_Records for this exercise_
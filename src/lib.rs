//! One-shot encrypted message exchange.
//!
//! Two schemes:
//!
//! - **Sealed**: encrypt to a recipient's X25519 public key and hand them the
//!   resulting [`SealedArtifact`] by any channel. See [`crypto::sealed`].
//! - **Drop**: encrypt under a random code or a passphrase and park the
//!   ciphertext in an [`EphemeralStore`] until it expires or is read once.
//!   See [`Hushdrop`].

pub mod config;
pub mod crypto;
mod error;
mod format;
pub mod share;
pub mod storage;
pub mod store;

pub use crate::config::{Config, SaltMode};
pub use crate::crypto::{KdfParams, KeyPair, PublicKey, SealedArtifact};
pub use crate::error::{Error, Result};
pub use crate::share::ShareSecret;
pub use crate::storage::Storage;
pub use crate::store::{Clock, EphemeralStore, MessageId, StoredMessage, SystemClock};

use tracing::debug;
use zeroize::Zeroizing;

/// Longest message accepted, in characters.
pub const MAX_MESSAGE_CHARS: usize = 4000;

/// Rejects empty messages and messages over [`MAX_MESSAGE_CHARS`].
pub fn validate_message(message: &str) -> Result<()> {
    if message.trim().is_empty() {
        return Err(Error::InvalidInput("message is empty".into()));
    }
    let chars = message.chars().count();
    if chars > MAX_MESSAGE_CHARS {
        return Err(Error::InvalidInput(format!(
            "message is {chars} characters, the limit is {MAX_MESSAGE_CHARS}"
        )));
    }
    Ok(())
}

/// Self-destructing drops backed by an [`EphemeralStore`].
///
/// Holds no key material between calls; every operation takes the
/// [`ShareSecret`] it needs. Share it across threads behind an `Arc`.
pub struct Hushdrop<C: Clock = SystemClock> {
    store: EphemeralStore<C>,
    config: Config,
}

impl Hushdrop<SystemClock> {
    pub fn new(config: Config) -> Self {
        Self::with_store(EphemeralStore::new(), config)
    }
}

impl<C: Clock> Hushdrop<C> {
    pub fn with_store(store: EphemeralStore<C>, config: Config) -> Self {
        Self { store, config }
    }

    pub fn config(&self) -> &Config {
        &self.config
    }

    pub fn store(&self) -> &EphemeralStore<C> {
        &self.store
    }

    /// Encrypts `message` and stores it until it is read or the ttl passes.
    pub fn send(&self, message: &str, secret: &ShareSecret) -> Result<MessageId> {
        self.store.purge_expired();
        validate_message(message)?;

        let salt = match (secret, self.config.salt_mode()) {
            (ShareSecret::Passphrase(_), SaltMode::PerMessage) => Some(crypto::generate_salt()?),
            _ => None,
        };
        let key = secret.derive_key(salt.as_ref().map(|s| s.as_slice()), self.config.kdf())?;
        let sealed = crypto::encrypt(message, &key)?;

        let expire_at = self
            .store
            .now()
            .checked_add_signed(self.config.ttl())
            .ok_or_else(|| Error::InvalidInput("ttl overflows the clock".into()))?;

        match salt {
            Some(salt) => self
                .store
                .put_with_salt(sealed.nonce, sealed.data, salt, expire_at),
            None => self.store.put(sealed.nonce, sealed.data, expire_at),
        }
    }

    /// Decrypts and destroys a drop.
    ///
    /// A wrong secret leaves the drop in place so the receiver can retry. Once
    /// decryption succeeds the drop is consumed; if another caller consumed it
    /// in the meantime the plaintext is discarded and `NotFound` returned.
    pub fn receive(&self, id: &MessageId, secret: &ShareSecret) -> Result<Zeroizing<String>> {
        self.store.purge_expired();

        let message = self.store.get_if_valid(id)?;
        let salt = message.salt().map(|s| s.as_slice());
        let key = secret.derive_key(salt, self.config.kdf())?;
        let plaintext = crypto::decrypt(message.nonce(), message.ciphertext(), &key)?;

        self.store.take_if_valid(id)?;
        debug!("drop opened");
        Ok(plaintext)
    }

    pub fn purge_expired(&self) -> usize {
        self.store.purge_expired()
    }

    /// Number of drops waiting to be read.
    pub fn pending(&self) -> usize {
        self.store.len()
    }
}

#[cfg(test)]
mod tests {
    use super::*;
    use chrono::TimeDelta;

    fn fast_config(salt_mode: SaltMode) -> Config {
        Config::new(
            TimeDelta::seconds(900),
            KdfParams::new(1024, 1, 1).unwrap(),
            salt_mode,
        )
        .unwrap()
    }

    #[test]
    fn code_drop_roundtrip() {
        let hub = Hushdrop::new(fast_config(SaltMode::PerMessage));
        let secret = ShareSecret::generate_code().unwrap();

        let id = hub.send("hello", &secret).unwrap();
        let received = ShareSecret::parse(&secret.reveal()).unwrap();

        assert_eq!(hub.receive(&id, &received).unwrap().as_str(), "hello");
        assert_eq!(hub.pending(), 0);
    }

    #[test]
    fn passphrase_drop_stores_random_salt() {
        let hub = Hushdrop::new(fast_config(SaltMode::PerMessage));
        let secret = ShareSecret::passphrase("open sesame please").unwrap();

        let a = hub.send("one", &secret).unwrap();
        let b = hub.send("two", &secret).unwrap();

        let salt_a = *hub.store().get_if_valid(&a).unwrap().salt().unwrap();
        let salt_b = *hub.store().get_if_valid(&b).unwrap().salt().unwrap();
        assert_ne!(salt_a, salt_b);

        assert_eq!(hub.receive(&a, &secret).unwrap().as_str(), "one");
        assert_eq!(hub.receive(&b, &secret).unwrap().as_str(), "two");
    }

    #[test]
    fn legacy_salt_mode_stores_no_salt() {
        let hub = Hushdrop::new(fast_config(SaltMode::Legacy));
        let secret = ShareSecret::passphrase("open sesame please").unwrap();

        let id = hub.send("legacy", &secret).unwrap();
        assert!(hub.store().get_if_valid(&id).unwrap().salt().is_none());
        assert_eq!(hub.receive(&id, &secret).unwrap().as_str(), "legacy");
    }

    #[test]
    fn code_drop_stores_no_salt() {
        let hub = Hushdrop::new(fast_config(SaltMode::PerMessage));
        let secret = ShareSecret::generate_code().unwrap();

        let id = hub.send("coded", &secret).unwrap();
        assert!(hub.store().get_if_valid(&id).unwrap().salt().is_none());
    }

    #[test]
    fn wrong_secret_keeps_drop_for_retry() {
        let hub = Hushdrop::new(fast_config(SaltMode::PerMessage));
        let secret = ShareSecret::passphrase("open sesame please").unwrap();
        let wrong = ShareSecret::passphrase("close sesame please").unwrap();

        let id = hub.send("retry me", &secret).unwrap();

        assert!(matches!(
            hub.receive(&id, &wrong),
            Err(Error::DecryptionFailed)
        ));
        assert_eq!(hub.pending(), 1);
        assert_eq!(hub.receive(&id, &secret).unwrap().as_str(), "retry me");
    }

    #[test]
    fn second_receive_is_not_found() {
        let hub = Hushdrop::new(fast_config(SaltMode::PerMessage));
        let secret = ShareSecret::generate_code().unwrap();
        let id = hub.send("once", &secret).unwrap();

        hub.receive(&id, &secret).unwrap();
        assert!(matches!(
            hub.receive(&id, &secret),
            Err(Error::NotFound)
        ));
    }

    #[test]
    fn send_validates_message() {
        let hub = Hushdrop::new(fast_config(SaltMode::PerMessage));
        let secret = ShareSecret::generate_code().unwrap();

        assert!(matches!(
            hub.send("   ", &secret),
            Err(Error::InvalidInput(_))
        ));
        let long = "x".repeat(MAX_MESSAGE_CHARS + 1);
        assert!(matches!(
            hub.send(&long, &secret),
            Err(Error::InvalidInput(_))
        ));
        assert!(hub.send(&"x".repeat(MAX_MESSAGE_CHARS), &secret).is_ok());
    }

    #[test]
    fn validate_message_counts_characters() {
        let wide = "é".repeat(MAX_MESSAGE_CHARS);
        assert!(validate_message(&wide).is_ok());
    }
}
* * *
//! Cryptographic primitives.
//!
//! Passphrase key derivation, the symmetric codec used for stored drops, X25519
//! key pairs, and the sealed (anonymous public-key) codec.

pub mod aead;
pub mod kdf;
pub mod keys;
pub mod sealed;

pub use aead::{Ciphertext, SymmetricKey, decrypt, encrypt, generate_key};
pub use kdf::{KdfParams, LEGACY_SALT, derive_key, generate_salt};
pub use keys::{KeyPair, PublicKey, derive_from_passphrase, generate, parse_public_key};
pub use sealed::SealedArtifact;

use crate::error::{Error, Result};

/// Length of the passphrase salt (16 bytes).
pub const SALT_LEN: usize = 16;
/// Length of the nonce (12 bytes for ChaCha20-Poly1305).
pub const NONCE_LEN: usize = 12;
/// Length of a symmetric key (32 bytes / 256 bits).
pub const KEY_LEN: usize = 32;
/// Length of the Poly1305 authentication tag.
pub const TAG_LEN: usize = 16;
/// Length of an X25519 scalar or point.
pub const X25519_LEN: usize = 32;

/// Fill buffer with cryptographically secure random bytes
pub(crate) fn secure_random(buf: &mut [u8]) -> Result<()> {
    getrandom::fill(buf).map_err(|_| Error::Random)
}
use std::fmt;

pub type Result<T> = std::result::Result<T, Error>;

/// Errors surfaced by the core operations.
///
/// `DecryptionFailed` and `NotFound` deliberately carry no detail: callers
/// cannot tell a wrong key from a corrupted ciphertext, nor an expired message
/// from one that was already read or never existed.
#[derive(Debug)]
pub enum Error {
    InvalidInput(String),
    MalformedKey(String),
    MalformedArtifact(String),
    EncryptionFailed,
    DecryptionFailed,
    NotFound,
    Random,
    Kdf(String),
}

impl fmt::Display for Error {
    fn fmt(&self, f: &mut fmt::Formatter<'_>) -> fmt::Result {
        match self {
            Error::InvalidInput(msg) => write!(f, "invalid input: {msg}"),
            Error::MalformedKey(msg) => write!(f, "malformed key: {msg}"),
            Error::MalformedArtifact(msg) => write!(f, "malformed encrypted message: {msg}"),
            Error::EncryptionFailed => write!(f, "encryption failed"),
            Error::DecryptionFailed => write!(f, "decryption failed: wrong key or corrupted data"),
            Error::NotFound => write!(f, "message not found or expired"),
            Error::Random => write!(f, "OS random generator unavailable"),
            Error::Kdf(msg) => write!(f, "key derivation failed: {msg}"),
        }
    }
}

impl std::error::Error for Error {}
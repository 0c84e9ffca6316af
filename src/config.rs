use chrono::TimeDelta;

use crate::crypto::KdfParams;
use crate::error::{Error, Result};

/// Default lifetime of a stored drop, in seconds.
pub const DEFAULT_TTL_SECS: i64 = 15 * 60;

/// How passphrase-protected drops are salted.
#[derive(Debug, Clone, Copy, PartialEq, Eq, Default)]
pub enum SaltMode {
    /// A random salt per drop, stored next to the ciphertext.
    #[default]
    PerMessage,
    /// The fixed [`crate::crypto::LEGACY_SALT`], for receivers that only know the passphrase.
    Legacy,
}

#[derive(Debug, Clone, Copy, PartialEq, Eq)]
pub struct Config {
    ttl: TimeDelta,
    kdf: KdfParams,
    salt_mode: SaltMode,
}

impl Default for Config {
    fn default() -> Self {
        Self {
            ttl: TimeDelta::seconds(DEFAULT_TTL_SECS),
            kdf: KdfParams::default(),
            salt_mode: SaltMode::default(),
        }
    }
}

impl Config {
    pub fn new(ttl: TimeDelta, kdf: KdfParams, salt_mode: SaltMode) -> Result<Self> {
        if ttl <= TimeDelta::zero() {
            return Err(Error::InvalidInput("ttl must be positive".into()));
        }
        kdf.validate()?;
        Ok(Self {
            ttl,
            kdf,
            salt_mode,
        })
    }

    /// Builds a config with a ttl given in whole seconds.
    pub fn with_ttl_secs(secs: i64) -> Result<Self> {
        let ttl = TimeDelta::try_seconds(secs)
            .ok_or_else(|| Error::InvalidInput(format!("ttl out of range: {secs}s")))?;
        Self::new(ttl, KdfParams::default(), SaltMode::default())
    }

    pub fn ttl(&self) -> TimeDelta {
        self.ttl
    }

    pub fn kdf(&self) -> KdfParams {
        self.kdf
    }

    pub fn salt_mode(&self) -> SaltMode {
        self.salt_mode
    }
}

_Task to complete_
Starting at the line above that contains "pub const TAG_LEN: usize = 16;", write out each line exactly until the line that contains "pub(crate) fn secure_random(buf: &mut" has been written, and stop there.

_Response to the task_
pub const TAG_LEN: usize = 16;
/// Length of an X25519 scalar or point.
pub const X25519_LEN: usize = 32;

/// Fill buffer with cryptographically secure random bytes
pub(crate) fn secure_random(buf: &mut [u8]) -> Result<()> {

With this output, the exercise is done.